Es muy posible que ninguna otra persona en el mundo tenga acceso a más y mejores fuentes de información que George W. Bush. Pero le sirven de muy poco, e incluso de nada. Sólo presta atención a aquello que sintoniza con sus prejuicios y respalda sus creencias.
El presidente de los EEUU no es hombre de demasiadas luces, pero ése no es el problema principal. Tengo leído que en el último tramo de su vida Adolf Hitler, que era un grandísimo criminal pero no un imbécil, se dejó orientar más por los augurios de una echadora de cartas que por los detallados informes de los integrantes del alto mando del III Reich.
El caso de Jósif Stalin fue diferente, pero sólo en parte. El georgiano no parece que se tomara muy a pecho su carta astral, pero a cambio tendía a fiarse más de su «olfato» que de los datos que le transmitían los servicios soviéticos especializados. Tampoco era tonto, ni mucho menos, pero todos recordamos que llegó a desestimar por completo los informes de Richard Sorge, espía a su servicio, que le dio cuenta detallada de los planes de invasión de la URSS que tenía Hitler, incluida la fecha en la que iba a lanzar el ataque. A Stalin eso no le encajaba y, como no le encajaba, prescindió de ordenar al Ejército que tomara las medidas necesarias para estar en condiciones de repeler el ataque. Se produjo, y pasó lo que pasó.
Desde que Bush Jr. –con los apoyos que se sabe– decidió embarcarse en la aventura bélica de Irak, todo le ha ido de mal en peor. Fueron muchos los analistas que le anunciaron que era eso lo que iba a suceder, pero él no quiso prestarles atención. El punto central de los análisis que desdeñó era el que se refería a la viabilidad de Irak como Estado. Fuimos muchos los que, sin tener fotografías de satélites espías ni agentes secretos sobre el terreno, dijimos que el Irak de Sadam Husein era un Estado cogido con alfileres, y no por casualidad, sino porque así lo habían ideado los colonialistas británicos antes de retirarse de la zona: hicieron lo posible para que el conjunto de los países árabes (la «nación árabe», que dicen muchos) estuviera tan enzarzado en querellas internas que no pudiera unirse para defender sus intereses comunes. Concibieron un Irak integrado por chiíes, suníes y kurdos, un cóctel explosivo que la mano de hierro de Sadam Husein –otro criminal más– logró mantener más o menos frío y controlado.
Las bombas de Bush se encargaron de calentarlo hasta hacerlo estallar. Ahora está fuera de control. Y lo que es más grave: no se ve cómo cabría enfriarlo de nuevo, incluso aunque las tropas de los EEUU se volvieran para su casa.

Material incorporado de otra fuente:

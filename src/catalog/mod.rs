//! Catalog Store
//!
//! Static reference data (assets, threats, vulnerabilities) loaded once from a
//! YAML document, plus the per-session fine-tuning overrides that replace an
//! asset's impact or a threat's likelihood.

mod field_map;

pub use field_map::{legacy_control_field, LEGACY_CONTROL_FIELDS};

use crate::errors::{RiskError, RiskResult};
use crate::models::{Asset, Threat, Vulnerability};
use serde::{Deserialize, Serialize};
use std::collections::{BTreeMap, HashMap, HashSet};
use std::path::Path;

/// Lower bound of the catalog scale (and of fine-tuning values)
pub const SCALE_MIN: f64 = 1.0;
/// Upper bound of the catalog scale
pub const SCALE_MAX: f64 = 5.0;

#[derive(Debug, Deserialize)]
struct CatalogDocument {
    #[serde(default)]
    assets: Vec<Asset>,
    #[serde(default)]
    threats: Vec<Threat>,
    #[serde(default)]
    vulnerabilities: Vec<Vulnerability>,
}

/// Read-only catalog with id indexes.
#[derive(Debug, Clone)]
pub struct Catalog {
    assets: Vec<Asset>,
    threats: Vec<Threat>,
    vulnerabilities: Vec<Vulnerability>,
    asset_index: HashMap<String, usize>,
    threat_index: HashMap<String, usize>,
    vuln_index: HashMap<String, usize>,
}

impl Catalog {
    /// Load a catalog from a YAML file
    pub fn load(path: &Path) -> RiskResult<Self> {
        log::info!("Loading risk catalog from {:?}", path);
        let raw = std::fs::read_to_string(path).map_err(|e| RiskError::io(e, path.to_path_buf()))?;
        Self::from_yaml_str(&raw)
    }

    pub fn from_yaml_str(raw: &str) -> RiskResult<Self> {
        let doc: CatalogDocument = serde_yaml::from_str(raw)?;
        Self::from_parts(doc.assets, doc.threats, doc.vulnerabilities)
    }

    /// Build and validate a catalog.
    ///
    /// Vulnerabilities without a `control_field` get the legacy mapping filled
    /// in here, so gating has a single source afterwards.
    pub fn from_parts(
        assets: Vec<Asset>,
        threats: Vec<Threat>,
        mut vulnerabilities: Vec<Vulnerability>,
    ) -> RiskResult<Self> {
        let asset_index = build_index("asset", assets.iter().map(|a| a.id.as_str()))?;
        let threat_index = build_index("threat", threats.iter().map(|t| t.id.as_str()))?;
        let vuln_index = build_index("vulnerability", vulnerabilities.iter().map(|v| v.id.as_str()))?;

        for asset in &assets {
            check_scale("asset", &asset.id, asset.impact)?;
        }
        for threat in &threats {
            check_scale("threat", &threat.id, threat.likelihood)?;
        }

        for vuln in &mut vulnerabilities {
            if let Some(id) = vuln.assets.iter().find(|id| !asset_index.contains_key(*id)) {
                return Err(RiskError::InvalidCatalog(format!(
                    "vulnerability '{}' references unknown asset '{}'",
                    vuln.id, id
                )));
            }
            if let Some(id) = vuln.threats.iter().find(|id| !threat_index.contains_key(*id)) {
                return Err(RiskError::InvalidCatalog(format!(
                    "vulnerability '{}' references unknown threat '{}'",
                    vuln.id, id
                )));
            }
            if vuln.control_field.is_none() {
                vuln.control_field = legacy_control_field(&vuln.id).map(str::to_string);
            }
            if vuln.control_field.is_none() {
                log::debug!("Vulnerability {} has no control field and is always scored", vuln.id);
            }
        }

        log::info!(
            "Catalog ready: {} assets, {} threats, {} vulnerabilities",
            assets.len(),
            threats.len(),
            vulnerabilities.len()
        );

        Ok(Self {
            assets,
            threats,
            vulnerabilities,
            asset_index,
            threat_index,
            vuln_index,
        })
    }

    pub fn assets(&self) -> &[Asset] {
        &self.assets
    }

    pub fn threats(&self) -> &[Threat] {
        &self.threats
    }

    pub fn vulnerabilities(&self) -> &[Vulnerability] {
        &self.vulnerabilities
    }

    pub fn asset(&self, id: &str) -> RiskResult<&Asset> {
        self.asset_index
            .get(id)
            .map(|&i| &self.assets[i])
            .ok_or_else(|| RiskError::unknown("asset", id))
    }

    pub fn threat(&self, id: &str) -> RiskResult<&Threat> {
        self.threat_index
            .get(id)
            .map(|&i| &self.threats[i])
            .ok_or_else(|| RiskError::unknown("threat", id))
    }

    pub fn vulnerability(&self, id: &str) -> RiskResult<&Vulnerability> {
        self.vuln_index
            .get(id)
            .map(|&i| &self.vulnerabilities[i])
            .ok_or_else(|| RiskError::unknown("vulnerability", id))
    }
}

fn build_index<'a>(
    kind: &str,
    ids: impl Iterator<Item = &'a str>,
) -> RiskResult<HashMap<String, usize>> {
    let mut index = HashMap::new();
    for (i, id) in ids.enumerate() {
        if index.insert(id.to_string(), i).is_some() {
            return Err(RiskError::InvalidCatalog(format!("duplicate {} id '{}'", kind, id)));
        }
    }
    Ok(index)
}

fn check_scale(kind: &str, id: &str, value: f64) -> RiskResult<()> {
    if !(SCALE_MIN..=SCALE_MAX).contains(&value) {
        return Err(RiskError::InvalidCatalog(format!(
            "{} '{}' has base value {} outside [{}, {}]",
            kind, id, value, SCALE_MIN, SCALE_MAX
        )));
    }
    Ok(())
}

/// Session-local replacement of catalog base values.
#[derive(Debug, Clone, Default, PartialEq, Serialize, Deserialize)]
pub struct FineTuning {
    /// Asset id → impact
    #[serde(default)]
    pub assets: BTreeMap<String, f64>,
    /// Threat id → likelihood
    #[serde(default)]
    pub threats: BTreeMap<String, f64>,
}

impl FineTuning {
    /// Load overrides from a JSON file and check them against the catalog
    pub fn load(path: &Path, catalog: &Catalog) -> RiskResult<Self> {
        let raw = std::fs::read_to_string(path).map_err(|e| RiskError::io(e, path.to_path_buf()))?;
        let tuning: FineTuning = serde_json::from_str(&raw)?;
        tuning.validate(catalog)?;
        Ok(tuning)
    }

    pub fn validate(&self, catalog: &Catalog) -> RiskResult<()> {
        for (id, &value) in &self.assets {
            catalog.asset(id)?;
            check_override(id, value)?;
        }
        for (id, &value) in &self.threats {
            catalog.threat(id)?;
            check_override(id, value)?;
        }
        Ok(())
    }

    pub fn set_asset_impact(&mut self, catalog: &Catalog, id: &str, impact: f64) -> RiskResult<()> {
        catalog.asset(id)?;
        check_override(id, impact)?;
        self.assets.insert(id.to_string(), impact);
        Ok(())
    }

    pub fn set_threat_likelihood(&mut self, catalog: &Catalog, id: &str, likelihood: f64) -> RiskResult<()> {
        catalog.threat(id)?;
        check_override(id, likelihood)?;
        self.threats.insert(id.to_string(), likelihood);
        Ok(())
    }

    pub fn asset_impact(&self, id: &str) -> Option<f64> {
        self.assets.get(id).copied()
    }

    pub fn threat_likelihood(&self, id: &str) -> Option<f64> {
        self.threats.get(id).copied()
    }

    pub fn is_empty(&self) -> bool {
        self.assets.is_empty() && self.threats.is_empty()
    }

    pub fn clear(&mut self) {
        self.assets.clear();
        self.threats.clear();
    }
}

fn check_override(id: &str, value: f64) -> RiskResult<()> {
    if !(SCALE_MIN..=SCALE_MAX).contains(&value) {
        return Err(RiskError::InvalidOverride {
            id: id.to_string(),
            value,
        });
    }
    Ok(())
}

#[cfg(test)]
pub(crate) mod tests {
    use super::*;

    pub(crate) const SAMPLE_CATALOG: &str = include_str!("../../data/risk_catalog.yaml");

    pub(crate) fn tiny_catalog() -> Catalog {
        Catalog::from_yaml_str(
            r#"
assets:
  - { id: A1, name: "Kundendaten", impact: 3 }
  - { id: A2, name: "Fileserver", impact: 4.5 }
threats:
  - { id: T1, name: "Ransomware", likelihood: 4 }
  - { id: T2, name: "Phishing", likelihood: 2 }
vulnerabilities:
  - id: V1
    name: "Fehlende Firewall"
    assets: [A1]
    threats: [T1]
    likelihood_mod: 0
    impact_mod: 1
    control_field: has_firewall
  - id: V2
    name: "Keine Mitarbeiterschulung"
    assets: [A1, A2]
    threats: [T1, T2]
    likelihood_mod: 0.5
    impact_mod: 0
    control_field: has_training
  - id: V3
    name: "Veraltete Hardware"
    assets: [A2]
    threats: [T1]
    likelihood_mod: -1
    impact_mod: 0.5
"#,
        )
        .unwrap()
    }

    #[test]
    fn test_sample_catalog_loads() {
        let catalog = Catalog::from_yaml_str(SAMPLE_CATALOG).unwrap();
        assert!(!catalog.assets().is_empty());
        assert!(!catalog.threats().is_empty());
        assert!(catalog.vulnerabilities().len() >= 10);
    }

    #[test]
    fn test_legacy_field_filled_in() {
        let catalog = Catalog::from_yaml_str(
            r#"
assets: [{ id: A1, name: "Server", impact: 3 }]
threats: [{ id: T1, name: "Exploit", likelihood: 3 }]
vulnerabilities:
  - { id: V_PATCH_MISSING, name: "Fehlendes Patchmanagement", assets: [A1], threats: [T1] }
"#,
        )
        .unwrap();
        let vuln = catalog.vulnerability("V_PATCH_MISSING").unwrap();
        assert_eq!(vuln.control_field.as_deref(), Some("has_patch_mgmt"));
    }

    #[test]
    fn test_explicit_field_wins_over_legacy_table() {
        let catalog = Catalog::from_yaml_str(
            r#"
assets: [{ id: A1, name: "Server", impact: 3 }]
threats: [{ id: T1, name: "Exploit", likelihood: 3 }]
vulnerabilities:
  - { id: V_PATCH_MISSING, name: "Patch", assets: [A1], threats: [T1], control_field: has_vuln_scans }
"#,
        )
        .unwrap();
        let vuln = catalog.vulnerability("V_PATCH_MISSING").unwrap();
        assert_eq!(vuln.control_field.as_deref(), Some("has_vuln_scans"));
    }

    #[test]
    fn test_unknown_cross_reference_rejected() {
        let err = Catalog::from_yaml_str(
            r#"
assets: [{ id: A1, name: "Server", impact: 3 }]
threats: [{ id: T1, name: "Exploit", likelihood: 3 }]
vulnerabilities:
  - { id: V1, name: "X", assets: [A9], threats: [T1] }
"#,
        )
        .unwrap_err();
        assert!(matches!(err, RiskError::InvalidCatalog(_)));
        assert!(err.to_string().contains("A9"));
    }

    #[test]
    fn test_duplicate_ids_rejected() {
        let err = Catalog::from_yaml_str(
            r#"
assets:
  - { id: A1, name: "Server", impact: 3 }
  - { id: A1, name: "Laptop", impact: 2 }
"#,
        )
        .unwrap_err();
        assert!(err.to_string().contains("duplicate asset id"));
    }

    #[test]
    fn test_lookup_unknown_id() {
        let catalog = tiny_catalog();
        assert!(catalog.asset("A1").is_ok());
        assert!(matches!(
            catalog.threat("T404"),
            Err(RiskError::UnknownId { kind: "threat", .. })
        ));
    }

    #[test]
    fn test_fine_tuning_bounds() {
        let catalog = tiny_catalog();
        let mut tuning = FineTuning::default();
        tuning.set_asset_impact(&catalog, "A1", 5.0).unwrap();
        tuning.set_threat_likelihood(&catalog, "T2", 1.0).unwrap();
        assert_eq!(tuning.asset_impact("A1"), Some(5.0));
        assert_eq!(tuning.threat_likelihood("T2"), Some(1.0));

        assert!(matches!(
            tuning.set_asset_impact(&catalog, "A1", 0.5),
            Err(RiskError::InvalidOverride { .. })
        ));
        assert!(tuning.set_threat_likelihood(&catalog, "T9", 3.0).is_err());

        tuning.clear();
        assert!(tuning.is_empty());
    }
}
//! Aggregator
//!
//! Groups scored scenarios by vulnerability, threat or asset and produces a
//! ranked view per grouping. Views are rebuilt from scratch on every change of
//! scenarios, calculation mode or weighting; rows are never patched in place.

mod matrix;

pub use matrix::{band_counts, build_matrix, matrix_bucket, BandCounts, MatrixCell, MatrixEntry, RiskBand};

use crate::cli::CalcMode;
use crate::models::Scenario;
use crate::profile::Profile;
use serde::{Deserialize, Serialize};
use std::cmp::Ordering;
use std::collections::HashMap;

/// Grouping key for a view.
#[derive(Debug, Clone, Copy, PartialEq, Eq, Serialize, Deserialize)]
#[serde(rename_all = "lowercase")]
pub enum GroupBy {
    Vulnerability,
    Threat,
    Asset,
}

impl GroupBy {
    fn key<'a>(&self, s: &'a Scenario) -> (&'a str, &'a str) {
        match self {
            GroupBy::Vulnerability => (&s.vuln_id, &s.vuln_name),
            GroupBy::Threat => (&s.threat_id, &s.threat_name),
            GroupBy::Asset => (&s.asset_id, &s.asset_name),
        }
    }
}

/// User-configured likelihood/impact weighting in percent.
#[derive(Debug, Clone, Copy, PartialEq, Eq, Serialize, Deserialize)]
pub struct Weighting {
    pub likelihood_pct: u32,
    pub impact_pct: u32,
}

impl Default for Weighting {
    fn default() -> Self {
        Self {
            likelihood_pct: 50,
            impact_pct: 50,
        }
    }
}

impl Weighting {
    pub fn new(likelihood_pct: u32, impact_pct: u32) -> Self {
        Self {
            likelihood_pct,
            impact_pct,
        }
    }

    /// Weights scaled to sum to 1; an all-zero configuration falls back to 0.5/0.5.
    pub fn normalized(&self) -> (f64, f64) {
        let total = u64::from(self.likelihood_pct) + u64::from(self.impact_pct);
        if total == 0 {
            return (0.5, 0.5);
        }
        (
            self.likelihood_pct as f64 / total as f64,
            self.impact_pct as f64 / total as f64,
        )
    }
}

impl CalcMode {
    /// Display label for the impact column under this mode.
    pub fn impact_label(&self) -> &'static str {
        match self {
            CalcMode::Average => "Avg Impact",
            CalcMode::Maximum => "Max Impact",
        }
    }
}

/// Calculation mode after the critical-infrastructure policy is applied.
#[derive(Debug, Clone, Copy, PartialEq, Eq, Serialize, Deserialize)]
pub struct ModeDecision {
    pub mode: CalcMode,
    /// The selector is fixed and may not be changed by the user.
    pub locked: bool,
}

/// Operators of critical infrastructure are always assessed on maximum impact.
pub fn effective_mode(profile: &Profile, requested: CalcMode) -> ModeDecision {
    if profile.is_critical_infrastructure() {
        if requested != CalcMode::Maximum {
            log::info!("Critical infrastructure profile: forcing maximum calculation mode");
        }
        ModeDecision {
            mode: CalcMode::Maximum,
            locked: true,
        }
    } else {
        ModeDecision {
            mode: requested,
            locked: false,
        }
    }
}

/// Name paired with the scenario value it was seen with.
#[derive(Debug, Clone, PartialEq, Serialize, Deserialize)]
pub struct NamedValue {
    pub name: String,
    pub value: f64,
}

/// One ranked row of a view.
#[derive(Debug, Clone, PartialEq, Serialize, Deserialize)]
pub struct RiskRow {
    /// Display rank (1-based) after sorting; not an entity id.
    pub nr: usize,
    pub id: String,
    pub name: String,
    pub avg_likelihood: f64,
    /// Mean or maximum scenario impact, depending on the view's mode
    pub impact: f64,
    pub risk: f64,
    pub scenario_count: usize,
    /// Distinct counterpart names; the grouped dimension itself stays empty.
    pub vulnerabilities: Vec<String>,
    pub threats: Vec<String>,
    pub assets: Vec<String>,
    /// Distinct (threat, scenario likelihood) pairs
    pub threat_likelihoods: Vec<NamedValue>,
    /// Distinct (asset, scenario impact) pairs
    pub asset_impacts: Vec<NamedValue>,
}

impl RiskRow {
    pub fn band(&self) -> RiskBand {
        RiskBand::classify(self.impact, self.avg_likelihood)
    }
}

/// A ranked view for one grouping.
#[derive(Debug, Clone, PartialEq, Serialize, Deserialize)]
pub struct RiskView {
    pub group_by: GroupBy,
    pub mode: CalcMode,
    pub weighting: Weighting,
    pub rows: Vec<RiskRow>,
}

impl RiskView {
    pub fn by_nr(&self, nr: usize) -> Option<&RiskRow> {
        self.rows.get(nr.checked_sub(1)?)
    }

    pub fn by_id(&self, id: &str) -> Option<&RiskRow> {
        self.rows.iter().find(|r| r.id == id)
    }

    pub fn matrix(&self) -> Vec<MatrixCell> {
        build_matrix(&self.rows)
    }

    pub fn band_counts(&self) -> BandCounts {
        band_counts(&self.rows)
    }

    pub fn is_empty(&self) -> bool {
        self.rows.is_empty()
    }
}

/// Round to two decimals, the precision every reported figure uses.
pub fn round2(x: f64) -> f64 {
    (x * 100.0).round() / 100.0
}

fn push_distinct(names: &mut Vec<String>, name: &str) {
    if !names.iter().any(|n| n == name) {
        names.push(name.to_string());
    }
}

fn push_distinct_pair(pairs: &mut Vec<NamedValue>, name: &str, value: f64) {
    if !pairs.iter().any(|p| p.name == name && p.value == value) {
        pairs.push(NamedValue {
            name: name.to_string(),
            value,
        });
    }
}

/// Build the ranked view for one grouping.
///
/// Groups appear in encounter order before sorting; the sort is stable so
/// equal risks keep that order.
pub fn aggregate(scenarios: &[Scenario], group_by: GroupBy, mode: CalcMode, weighting: Weighting) -> RiskView {
    let (w_likelihood, w_impact) = weighting.normalized();

    let mut order: Vec<Vec<&Scenario>> = Vec::new();
    let mut positions: HashMap<&str, usize> = HashMap::new();
    for scenario in scenarios {
        let (id, _) = group_by.key(scenario);
        let slot = *positions.entry(id).or_insert_with(|| {
            order.push(Vec::new());
            order.len() - 1
        });
        order[slot].push(scenario);
    }

    let mut rows: Vec<RiskRow> = order
        .into_iter()
        .map(|members| {
            let (id, name) = group_by.key(members[0]);
            let n = members.len() as f64;

            let avg_likelihood = members.iter().map(|s| s.likelihood).sum::<f64>() / n;
            let impact = match mode {
                CalcMode::Average => members.iter().map(|s| s.impact).sum::<f64>() / n,
                CalcMode::Maximum => members.iter().map(|s| s.impact).fold(f64::MIN, f64::max),
            };
            let risk = w_likelihood * avg_likelihood + w_impact * impact;

            let mut row = RiskRow {
                nr: 0,
                id: id.to_string(),
                name: name.to_string(),
                avg_likelihood: round2(avg_likelihood),
                impact: round2(impact),
                risk: round2(risk),
                scenario_count: members.len(),
                vulnerabilities: Vec::new(),
                threats: Vec::new(),
                assets: Vec::new(),
                threat_likelihoods: Vec::new(),
                asset_impacts: Vec::new(),
            };

            for s in &members {
                if group_by != GroupBy::Vulnerability {
                    push_distinct(&mut row.vulnerabilities, &s.vuln_name);
                }
                if group_by != GroupBy::Threat {
                    push_distinct(&mut row.threats, &s.threat_name);
                }
                if group_by != GroupBy::Asset {
                    push_distinct(&mut row.assets, &s.asset_name);
                }
                push_distinct_pair(&mut row.threat_likelihoods, &s.threat_name, s.likelihood);
                push_distinct_pair(&mut row.asset_impacts, &s.asset_name, s.impact);
            }

            row
        })
        .collect();

    rows.sort_by(|a, b| b.risk.partial_cmp(&a.risk).unwrap_or(Ordering::Equal));
    for (i, row) in rows.iter_mut().enumerate() {
        row.nr = i + 1;
    }

    RiskView {
        group_by,
        mode,
        weighting,
        rows,
    }
}

/// All three views over the same scenario set.
#[derive(Debug, Clone, PartialEq, Serialize, Deserialize)]
pub struct RiskViews {
    pub vulnerabilities: RiskView,
    pub threats: RiskView,
    pub assets: RiskView,
}

pub fn aggregate_all(scenarios: &[Scenario], mode: CalcMode, weighting: Weighting) -> RiskViews {
    RiskViews {
        vulnerabilities: aggregate(scenarios, GroupBy::Vulnerability, mode, weighting),
        threats: aggregate(scenarios, GroupBy::Threat, mode, weighting),
        assets: aggregate(scenarios, GroupBy::Asset, mode, weighting),
    }
}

Los estrategas más en sintonía con los impulsos megalómanos de Bush le han obsesionado con la necesidad de hacerse con el control de toda esa gran franja del planeta, desde el Mediterráneo hasta China, si quiere controlar el mundo entero. Y en ese avispero está metido. No es que nadie le haya advertido de los enormes peligros que acarrea esa estrategia; es que no ha querido oír ninguna advertencia.
Nada tiene más peligro que un dirigente poderoso convencido de que posee una visión superior de la realidad. Porque, incluso aunque se trate de una persona excepcionalmente inteligente, es seguro que la soberbia le llevará a cometer gravísimos errores. No digamos nada si encima, como en el caso de Bush, es un individuo de una mediocridad apabullante, que confunde la tenacidad con la cabezonería y la determinación con el uso permanente de anteojeras.